Jessie Noguchi: 2019 Grant Winner

Jessie Noguchi: 2019 Grant Winner

It was early morning in Japan when Jessie Noguchi called in for the interview. She was visiting her family there, following the loss of her grandmother who deeply influenced her life and her art.

“The best thing about being an artist is being crazy, but nobody says you're crazy.”

“My grandmother had an eye for art and she knew what she liked. It always came from her soul and not because the painter was famous or anything like that. In February 2018, before my grandmother passed away, she requested that I do something to express myself to the world because she knew that I am the kind of person who is still dreaming of things I want to do. So I started posting Instagram photos and also digital paintings and paintings on canvas.”

Not Real Art Grant winner Jessie Noguchi with Not Real Art Creator Sourdough Power
Not Real Art Grant winner Jessie Noguchi with Not Real Art Creator Sourdough Power

Noguchi isn’t comfortable with the term “artist,” as she’s not sure she’s earned the title if her style of art is still evolving. “It's funny,” she says with a nervous laugh, “the word ‘art’ or ‘artist’ kind of feels like something phony to me. Am I an artist? I love to hear you say, ‘artist,’ but am I?”

(For the record, we definitely think Noguchi is an artist.)

Noguchi grew up in a small town in Japan and knew early on that she “wanted to do something creative.” She studied classical piano as an early form of artistic expression. “The seeds were planted in a small town in Japan and they have grown little by little as my own world expanded inside me. Later in life, all the things I have done are like dots and those dots are connected.”

Artwork by Jessie Noguchi
Artwork by Jessie Noguchi

“I started off fearless because I had no idea what I was doing.”

Noguchi recalls her first trip to the art supply store. “I started off fearless because I had no idea what I was doing. I didn’t even know what art supplies I should use. So I just went to the art supply store and literally didn't even ask the shop people. I just grabbed stuff and then started. Later, I did whatever felt good. Then I saw the same technique was used on social media by popular artists and I was like – Oh, I'm not that bad because I invented this technique by myself.”

Artist Jessie Noguchi
Artist Jessie Noguchi

On Winning the Not Real Art Grant

When asked what her reaction was when she learned that she’d won the Not Real Art Grant, Noguchi reflects on the personal statement she wrote on her application. “It was so full of anger. I was blown away when I went back and read it. My grandmother was fighting for her life. I actually quit my dream job and went back to Japan and decided to be with her until her last day. I started the painting and that was my outlet to express my anger or whatever, so to get some kind of acknowledgment was so important to me. It was so great. I couldn’t even believe it.”

On the Process

One of Noguchi’s influences is Frida Kahlo, “because her pain and realness talk to us.” When describing her process, Noguchi says that while she’s creating her paintings she’s “living inside a poem. I’m going back and telling the story, processing it like dialogue. You know…like going back to the last love or questioning where did it go? Then one creation leads to another creation. But I'm still questioning my creative processes as an artist, like a third person looking at myself.”

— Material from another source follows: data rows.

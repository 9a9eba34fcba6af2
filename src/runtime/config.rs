//! Gateway server configuration.

use serde::{Deserialize, Serialize};

/// Configuration for the gateway server.
#[derive(Debug, Clone, Serialize, Deserialize)]
pub struct GatewayConfig {
    /// Host address to bind to.
    pub host: String,
    /// Port to listen on.
    pub port: u16,
    /// Stage name used when an API resource declares none.
    pub stage: String,
    /// Whether to expose the health check endpoint.
    pub enable_health: bool,
    /// Whether to expose the route listing endpoint.
    pub enable_routes: bool,
    /// Maximum request body size in bytes.
    pub max_body_size: usize,
    /// Handler deadline in seconds; 0 disables the deadline.
    pub request_timeout: u64,
}

impl Default for GatewayConfig {
    fn default() -> Self {
        Self {
            host: "0.0.0.0".to_string(),
            port: 8080,
            stage: "v1".to_string(),
            enable_health: true,
            enable_routes: true,
            max_body_size: 10 * 1024 * 1024, // 10MB
            request_timeout: 30,
        }
    }
}

impl GatewayConfig {
    pub fn new() -> Self {
        Self::default()
    }

    pub fn host(mut self, host: impl Into<String>) -> Self {
        self.host = host.into();
        self
    }

    pub fn port(mut self, port: u16) -> Self {
        self.port = port;
        self
    }

    pub fn stage(mut self, stage: impl Into<String>) -> Self {
        self.stage = stage.into();
        self
    }

    pub fn request_timeout(mut self, seconds: u64) -> Self {
        self.request_timeout = seconds;
        self
    }

    /// The socket address string to bind.
    pub fn bind_addr(&self) -> String {
        format!("{}:{}", self.host, self.port)
    }

    /// The handler deadline, when one is configured.
    pub fn deadline(&self) -> Option<std::time::Duration> {
        (self.request_timeout > 0).then(|| std::time::Duration::from_secs(self.request_timeout))
    }
}
//! API extraction and route-table construction.
//!
//! This layer turns a resolved template into an ordered, immutable
//! [`RouteTable`]: API documents are pulled out of the template (embedded
//! OpenAPI definitions, or synthesized from function event declarations),
//! then compiled into routes with duplicate detection and path-parameter
//! validation.

pub mod openapi;
pub mod routing;

pub use openapi::{
    extract_api_documents, ApiDocument, Operation, ParameterLocation, ParameterSpec,
};
pub use routing::{CompiledRoute, RouteMatch, RouteTable, Segment};

/// Errors raised while extracting API documents or building the route table.
///
/// All of them abort startup: a partially built routing table must never
/// serve traffic.
#[derive(Debug, thiserror::Error)]
pub enum GatewayError {
    /// An operation lacks the integration vendor extension.
    #[error("operation {method} {path} in {api_id} has no integration")]
    MissingIntegration {
        api_id: String,
        path: String,
        method: String,
    },

    /// An integration URI does not name a function resource present in the
    /// template.
    #[error("integration for {method} {path} does not name a known function: {uri}")]
    UnknownFunction {
        path: String,
        method: String,
        uri: String,
    },

    /// Declared path parameters and the pattern's captured segments differ.
    #[error(
        "path parameters for {method} {path} do not match: declared [{declared}], captured [{captured}]"
    )]
    PathParameterMismatch {
        method: String,
        path: String,
        declared: String,
        captured: String,
    },

    /// Two operations compile to the same (method, pattern shape).
    #[error("duplicate route {method} {path}")]
    DuplicateRoute { method: String, path: String },

    /// The API document structure is not what the extractor expects.
    #[error("malformed API document in {api_id}: {reason}")]
    MalformedDocument { api_id: String, reason: String },
}
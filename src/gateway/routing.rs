//! Route table construction and matching.
//!
//! Compiles API documents into an ordered collection of routes. The table
//! is built once at startup and never mutated afterwards; request handling
//! reads it concurrently without locking.

use indexmap::IndexMap;
use std::collections::HashSet;
use tracing::info;

use crate::gateway::openapi::{ApiDocument, Operation, ParameterLocation};
use crate::gateway::GatewayError;
use crate::http::Method;

/// One segment of a compiled path pattern.
#[derive(Debug, Clone, PartialEq, Eq)]
pub enum Segment {
    Literal(String),
    Param(String),
}

/// A compiled route: method, pattern, and handler reference.
#[derive(Debug, Clone)]
pub struct CompiledRoute {
    pub method: Method,
    pub path: String,
    pub segments: Vec<Segment>,
    pub param_names: Vec<String>,
    pub handler_reference: String,
    pub source_api_id: String,
}

impl CompiledRoute {
    fn compile(
        method: Method,
        path: &str,
        operation: &Operation,
        source_api_id: &str,
    ) -> Result<Self, GatewayError> {
        let segments: Vec<Segment> = split_path(path)
            .map(|segment| {
                segment
                    .strip_prefix('{')
                    .and_then(|s| s.strip_suffix('}'))
                    .filter(|name| !name.is_empty())
                    .map(|name| Segment::Param(name.to_string()))
                    .unwrap_or_else(|| Segment::Literal(segment.to_string()))
            })
            .collect();

        let param_names: Vec<String> = segments
            .iter()
            .filter_map(|segment| match segment {
                Segment::Param(name) => Some(name.clone()),
                Segment::Literal(_) => None,
            })
            .collect();

        let declared: HashSet<&str> = operation
            .parameters
            .iter()
            .filter(|p| p.location == ParameterLocation::Path)
            .map(|p| p.name.as_str())
            .collect();
        if !declared.is_empty() {
            let captured: HashSet<&str> = param_names.iter().map(String::as_str).collect();
            if declared != captured {
                let mut declared: Vec<_> = declared.into_iter().collect();
                let mut captured: Vec<_> = captured.into_iter().collect();
                declared.sort_unstable();
                captured.sort_unstable();
                return Err(GatewayError::PathParameterMismatch {
                    method: method.to_string(),
                    path: path.to_string(),
                    declared: declared.join(", "),
                    captured: captured.join(", "),
                });
            }
        }

        Ok(Self {
            method,
            path: path.to_string(),
            segments,
            param_names,
            handler_reference: operation.integration_target.clone(),
            source_api_id: source_api_id.to_string(),
        })
    }

    /// The pattern with parameter names erased; two routes with the same
    /// shape would be ambiguous at match time.
    fn shape(&self) -> String {
        let mut shape = String::new();
        for segment in &self.segments {
            shape.push('/');
            match segment {
                Segment::Literal(literal) => shape.push_str(literal),
                Segment::Param(_) => shape.push_str("{}"),
            }
        }
        if shape.is_empty() {
            shape.push('/');
        }
        shape
    }

    /// Match a concrete request path, returning captured path parameters.
    pub fn matches(&self, path: &str) -> Option<IndexMap<String, String>> {
        let parts: Vec<&str> = split_path(path).collect();
        if parts.len() != self.segments.len() {
            return None;
        }

        let mut captures = IndexMap::new();
        for (segment, part) in self.segments.iter().zip(parts) {
            match segment {
                Segment::Literal(literal) => {
                    if literal != part {
                        return None;
                    }
                }
                Segment::Param(name) => {
                    let value = urlencoding::decode(part)
                        .map(|v| v.into_owned())
                        .unwrap_or_else(|_| part.to_string());
                    captures.insert(name.clone(), value);
                }
            }
        }
        Some(captures)
    }

    /// Positional parameter mask, used to prefer literal segments over
    /// captures when several routes match.
    fn specificity(&self) -> Vec<bool> {
        self.segments
            .iter()
            .map(|segment| matches!(segment, Segment::Param(_)))
            .collect()
    }
}

/// A successful route lookup.
pub struct RouteMatch<'a> {
    pub route: &'a CompiledRoute,
    pub path_parameters: IndexMap<String, String>,
}

/// Ordered, write-once collection of compiled routes.
#[derive(Debug, Default)]
pub struct RouteTable {
    routes: Vec<CompiledRoute>,
}

impl RouteTable {
    /// Compile every operation in the given documents.
    ///
    /// Fails fast on duplicate `(method, pattern shape)` pairs, within and
    /// across documents; ambiguous routing is an authoring error, never a
    /// runtime tie-break.
    pub fn build(documents: &[ApiDocument]) -> Result<Self, GatewayError> {
        let mut routes = Vec::new();
        let mut seen: HashSet<(Method, String)> = HashSet::new();

        for document in documents {
            for (path, operations) in &document.paths {
                for (method, operation) in operations {
                    let route =
                        CompiledRoute::compile(*method, path, operation, &document.source_api_id)?;

                    if !seen.insert((route.method, route.shape())) {
                        return Err(GatewayError::DuplicateRoute {
                            method: route.method.to_string(),
                            path: route.path.clone(),
                        });
                    }
                    routes.push(route);
                }
            }
        }

        info!(routes = routes.len(), "route table built");
        Ok(Self { routes })
    }

    pub fn routes(&self) -> &[CompiledRoute] {
        &self.routes
    }

    pub fn len(&self) -> usize {
        self.routes.len()
    }

    pub fn is_empty(&self) -> bool {
        self.routes.is_empty()
    }

    /// Find the route for a request.
    ///
    /// When several patterns match, the one with a literal segment at the
    /// earliest position wins, so `/users/me` prefers a literal route over
    /// `/users/{id}`.
    pub fn find(&self, method: Method, path: &str) -> Option<RouteMatch<'_>> {
        self.routes
            .iter()
            .filter(|route| route.method == method)
            .filter_map(|route| {
                route.matches(path).map(|path_parameters| RouteMatch {
                    route,
                    path_parameters,
                })
            })
            .min_by(|a, b| a.route.specificity().cmp(&b.route.specificity()))
    }
}

fn split_path(path: &str) -> impl Iterator<Item = &str> {
    path.split('/').filter(|segment| !segment.is_empty())
}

Artist Jessie Noguchi discussing her art.
Artist Jessie Noguchi discussing her art.

The Critical Voice Challenge

“I see these artists – they have a continuous theme, but I don't have that. That started to scare me. So I’m like – what am I doing? But the funny thing is, when I create something I really like, I don't care what other people say…I have to keep creating, to find out who I am.

“Some people give me advice…but then I feel like I shame about it like because I don't know what my style is. I’m still struggling to find it. But that's the whole process and that's okay.”

Noguchi’s website reads, “I believe in an art that challenges our way of seeing the world – by encouraging us to see beneath the facade of everyday life, and unsettling our traditional beliefs and common ways of thinking and doing.”

Artwork by Jessie Noguchi

“Be like water. Shapeless.”

When asked what she wants to say to the world with her art, Noguchi paraphrases Bruce Lee, “To be like water. Shapeless. And don’t shame about it, just be shapeless.”

The full quote reads, “You must be shapeless, formless, like water. When you pour water in a cup, it becomes the cup. When you pour water in a bottle, it becomes the bottle. When you pour water in a teapot, it becomes the teapot. Water can drip and it can crash. Become like water my friend.” –Bruce Lee

The Best Thing About Being an Artist

Noguchi’s resistance on being called an artist begins to temper or perhaps become shapeless as she concedes, “The best thing about being an artist is being crazy, but nobody says you're crazy…So all those years, I was thinking – why am I like this? And now, with this Not Real Art scholarship, people think I’m an artist. Really? Okay. Of course, I must be an artist. Because you know, I’m weird. And it’s okay now.”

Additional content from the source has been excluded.